Page 17 of Claimed By Fear


Font Size:

"Then why are you here?"

"Because I've spent over a decade trying to find you. Because I never stopped looking. Because when I saw your name on that registrant list, I dropped everything and came here to make sure Vernon's people didn't drag you back to hell."

Dalvin laughed. The sound was harsh, brittle, completely devoid of humor. "Twelve years. You've been looking for twelve years."

"Yes."

"Then where were you?" The question exploded out of him, all the rage and hurt he'd been containing finally breaking free. "Where were you when they shipped me off to that finishing school? Where were you when my father sold me to Vernon like livestock? Where were you on my wedding night, when I learned exactly what kind of man I'd been bonded to?"

"Dalvin—"

"You moved on!" His voice cracked again, tears streaming down his face now, shaking with rage and grief. "You graduated and you went to college and you built your precious forge and you lived your life, and I was being broken apart piece by piece by a man who enjoyed it. Who smiled while he did it. Who made me thank him afterward."

I couldn't breathe. Couldn't speak. The images his words painted were too vivid, too horrific, too close to the suspicions I'd carried for years without confirmation.

"I looked for you," I said. My voice came out hoarse, stripped raw by the weight of his pain. "After I turned twenty-one, after I had money of my own, I hired investigators. I tried to find where they'd sent you. I tracked down the finishing school, but you were already gone. Already bonded. Vernon had you locked down so tight that I couldn't find a single person who would talk to me about you."

"So you gave up."

"I never gave up. I kept files. Collected every scrap of information I could find. Every public appearance, every photograph, every rumor. I watched Vernon for years, looking for an opening, looking for a way to get to you." The words poured out of me now, years of silence finally breaking. "I hired three different private investigators over the years. The first one took my money and disappeared. The second one returned everything I'd paid him and told me to stop looking, that therewere people who would hurt me if I kept digging. The third one actually got close. Found a former housekeeper who was willing to talk. Three days later, she moved out of state and changed her phone number. Vernon's people got to her first."

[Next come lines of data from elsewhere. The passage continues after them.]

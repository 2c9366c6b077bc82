//! Typed terminal errors for an agent run.

use thiserror::Error;

/// How many identical consecutive tool invocations abort a run.
///
/// Two identical calls are legitimate (retry after a transient error);
/// four would let the agent burn budget.
pub(crate) const REPEAT_WINDOW: usize = 3;

/// The ways an agent run terminates without a result.
///
/// The reconciler pattern-matches on these: `WaitingForApproval` parks the
/// task rather than failing it, and `Cancelled` writes no terminal status at
/// all so the next reconcile resumes the run.
#[derive(Debug, Error)]
pub enum AgentError {
    /// A `HighRisk` tool was selected while the task was unapproved.
    #[error("tool {tool} requires approval")]
    WaitingForApproval { tool: String },

    /// The run's cancellation token fired.
    #[error("agent run cancelled")]
    Cancelled,

    /// The step budget ran out before the model concluded.
    #[error("agent exceeded maximum steps ({0})")]
    MaxStepsExceeded(usize),

    /// The same tool was invoked with identical arguments `REPEAT_WINDOW`
    /// times in a row.
    #[error("agent loop detected: tool {tool:?} called with identical arguments {window} consecutive times, aborting to prevent runaway token consumption", window = REPEAT_WINDOW)]
    LoopDetected { tool: String },

    /// The chat provider returned an unrecoverable error.
    #[error("failed to chat with LLM: {0}")]
    Chat(String),
}

#[cfg(test)]
mod tests {
    use super::*;

    #[test]
    fn messages_carry_the_details_consumers_match_on() {
        let err = AgentError::WaitingForApproval {
            tool: "delete_pod".to_string(),
        };
        assert_eq!(err.to_string(), "tool delete_pod requires approval");

        let err = AgentError::MaxStepsExceeded(3);
        assert_eq!(err.to_string(), "agent exceeded maximum steps (3)");

        let err = AgentError::LoopDetected {
            tool: "get_pod_logs".to_string(),
        };
        assert!(err.to_string().contains("loop detected"));
        assert!(err.to_string().contains("get_pod_logs"));
    }
}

Dalvin's expression flickered. Uncertainty cutting through the rage.

"I'm not making excuses," I continued. "I should have tried harder. Should have found another way. But I want you to understand that I didn't just forget about you. I didn't move on and build a happy life while you suffered. Every year that passed without finding you was a failure. Every rumor I couldn't confirm, every lead that went nowhere, every door that closed in my face. I carried all of it."

"And yet." Dalvin spread his arms wide, a gesture that encompassed his torn clothes, his bleeding feet, his shattered composure. "Here I am. Twelve years later. Running for my life while you watched from a distance."

"I didn't know how to reach you. Vernon's security was—"

"Excuses." The word cut through my explanation like a blade. "You had resources. You had connections. You had all those years to figure it out, and instead you just... watched. Like I was a painting in a gallery. Like my suffering was interesting but not interesting enough to actually do anything about."

The accusation hung between us, heavy and poisonous. I wanted to defend myself. Wanted to explain all the ways I'd tried, all the doors that had closed in my face, all the legal barriers that had stopped me from charging into Vernon's life and taking Dalvin back by force.

But none of that mattered. Not to him. Not now.

From somewhere in the forest, maybe a quarter mile away, a sound drifted through the trees. An omega's voice, high and startled, followed by a deeper alpha rumble. Then laughter. Genuine, surprised, delighted laughter.

Theo. I recognized the brightness of the sound from the ceremony, from the omega who had stood beside Dalvin with his easy smile and his infectious optimism.

He'd been caught. And from the sound of it, he was happy about it.

Dalvin heard it too. His head turned toward the sound, and I watched his expression shift. Jealousy tightened his jaw. Grief softened his eyes. The simple joy he couldn't let himself feel, happening to someone else.

"At least someone's getting their fairy tale," he said quietly.

"You could have one too."

"No." He turned back to face me, and the fire had burned out of his eyes, leaving only ash. "I can't. Not with you. The scandal would destroy any custody case I might build. Vernon's lawyers would use our history to paint me as unstable, deviant. They'd take Eli, and everything I've sacrificed would mean nothing."

Eli. The name landed in my chest and stayed there, pulsing with questions I didn't have the right to ask.

"Your son," I said.

Dalvin's face went blank. Closed. A door slamming shut behind his eyes. "You know about him."

"I know he exists. I know you've hidden him somewhere safe. I didn't try to find out where, because if I could find him, so could Vernon."

For a long moment, Dalvin just stared at me. The silence stretched taut between us, filled with all the words we couldn't say, all the years we'd lost, all the damage that couldn't be undone.